I could do following but this will not give 80% of each user.
val percentData = data.map(x => ((math.random * 100).toInt, x._1. x._2, x._3)
val train = percentData.filter(x => x._1 < 80).values.repartition(10).cache()
One possible solution is in Holden's answer, and here is some other solutions :
Using RDDs :
You can use the sampleByKeyExact transformation, from the PairRDDFunctions class.
sampleByKeyExact(boolean withReplacement, scala.collection.Map fractions, long seed)
Return a subset of this RDD sampled by key (via stratified sampling) containing exactly math.ceil(numItems * samplingRate) for each stratum (group of pairs with the same key).
And this is how I would do :
Considering the following list :
val seq = Seq(
(2147481832,23355149,1),(2147481832,973010692,1),(2147481832,2134870842,1),(2147481832,541023347,1),
(2147481832,1682206630,1),(2147481832,1138211459,1),(2147481832,852202566,1),(2147481832,201375938,1),
(2147481832,486538879,1),(2147481832,919187908,1),(214748183,919187908,1),(214748183,91187908,1)
)
I would create an RDD Pair, mapping all the users as keys :
val data = sc.parallelize(seq).map(x => (x._1,(x._2,x._3)))
Then I'll set up fractions for each key as following, since sampleByKeyExact takes a Map of fraction for each key :
val fractions = data.map(_._1).distinct.map(x => (x,0.8)).collectAsMap
What I have done here is mapping on the keys to find distinct keys and then associate each to a fraction equals to 0.8. I collect the whole as a Map.
To sample now :
import org.apache.spark.rdd.PairRDDFunctions
val sampleData = data.sampleByKeyExact(false, fractions, 2L)
or
val sampleData = data.sampleByKeyExact(withReplacement = false, fractions = fractions,seed = 2L)
You can check the count on your keys or data or data sample :
scala > data.count
// [...]
// res10: Long = 12
scala > sampleData.count
// [...]
// res11: Long = 10
Using DataFrames :
Let's consider the same data (seq) from the previous section.
val df = seq.toDF("keyColumn","value1","value2")
df.show
// +----------+----------+------+
// | keyColumn| value1|value2|
// +----------+----------+------+
// |2147481832| 23355149| 1|
// |2147481832| 973010692| 1|
// |2147481832|2134870842| 1|
// |2147481832| 541023347| 1|
// |2147481832|1682206630| 1|
// |2147481832|1138211459| 1|
// |2147481832| 852202566| 1|
// |2147481832| 201375938| 1|
// |2147481832| 486538879| 1|
// |2147481832| 919187908| 1|
// | 214748183| 919187908| 1|
// | 214748183| 91187908| 1|
// +----------+----------+------+
We will need the underlying RDD to do that on which we creates tuples of the elements in this RDD by defining our key to be the first column :
val data: RDD[(Int, Row)] = df.rdd.keyBy(_.getInt(0))
val fractions: Map[Int, Double] = data.map(_._1)
.distinct
.map(x => (x, 0.8))
.collectAsMap
val sampleData: RDD[Row] = data.sampleByKeyExact(withReplacement = false, fractions, 2L)
.values
val sampleDataDF: DataFrame = spark.createDataFrame(sampleData, df.schema) // you can use sqlContext.createDataFrame(...) instead for spark 1.6)
You can now check the count on your keys or df or data sample :
scala > df.count
// [...]
// res9: Long = 12
scala > sampleDataDF.count
// [...]
// res10: Long = 10
Since Spark 1.5.0 you can use DataFrameStatFunctions.sampleBy method:
df.stat.sampleBy("keyColumn", fractions, seed)
Something like this is may be well suited to something like "Blink DB", but lets look at the question.
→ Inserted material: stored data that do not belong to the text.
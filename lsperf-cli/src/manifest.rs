//! Job Manifest
//!
//! A TOML file listing the packages to benchmark and the toolchains to run
//! them under, so a batch of work can be split across machines.
//!
//! ```toml
//! toolchains = ["5.3", "5.4"]
//! baseline_toolchain = "5.3"
//!
//! [runner]
//! iterations = 3
//!
//! [[package]]
//! name = "react"
//! version = "18.2"
//! ```

use crate::config::RunnerConfig;
use serde::{Deserialize, Serialize};
use std::path::Path;

/// One package version to benchmark
#[derive(Debug, Clone, PartialEq, Eq, Serialize, Deserialize)]
pub struct PackageSpec {
    pub name: String,
    pub version: String,
}

/// Parsed manifest
#[derive(Debug, Clone, Serialize, Deserialize)]
pub struct JobManifest {
    /// Toolchain versions; every package runs under each
    pub toolchains: Vec<String>,
    /// Toolchain whose results serve as "before" in comparisons
    #[serde(default)]
    pub baseline_toolchain: Option<String>,
    /// Shared runner options, overriding lsperf.toml
    #[serde(default)]
    pub runner: Option<RunnerConfig>,
    #[serde(default, rename = "package")]
    pub packages: Vec<PackageSpec>,
}

impl JobManifest {
    /// Load and validate a manifest file
    pub fn load(path: impl AsRef<Path>) -> anyhow::Result<Self> {
        let content = std::fs::read_to_string(path.as_ref())?;
        let manifest: Self = toml::from_str(&content)?;
        manifest.validate()?;
        Ok(manifest)
    }

    /// Check the manifest describes runnable work
    pub fn validate(&self) -> anyhow::Result<()> {
        if self.toolchains.is_empty() {
            anyhow::bail!("manifest lists no toolchains");
        }
        if self.packages.is_empty() {
            anyhow::bail!("manifest lists no packages");
        }
        if let Some(baseline) = &self.baseline_toolchain {
            if !self.toolchains.contains(baseline) {
                anyhow::bail!("baseline toolchain {baseline} is not in the toolchain list");
            }
        }
        if let Some(pkg) = self
            .packages
            .iter()
            .find(|p| p.name.trim().is_empty() || p.version.trim().is_empty())
        {
            anyhow::bail!("package entry with empty name or version: {pkg:?}");
        }
        if let Some(runner) = &self.runner {
            runner.validate()?;
        }
        Ok(())
    }
}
There are two ways to interpret what you've asked one is:
1) You want 80% of your users, and you want all of the data for them.
2) You want 80% of each users data
For #1 you could do a map to get the user ids, call distinct, and then sample 80% of them (you may want to look at kFold in MLUtils or BernoulliCellSampler). You can then filter your input data to just the set of IDs you want.
For #2 you could look at BernoulliCellSampler and simply apply it directly.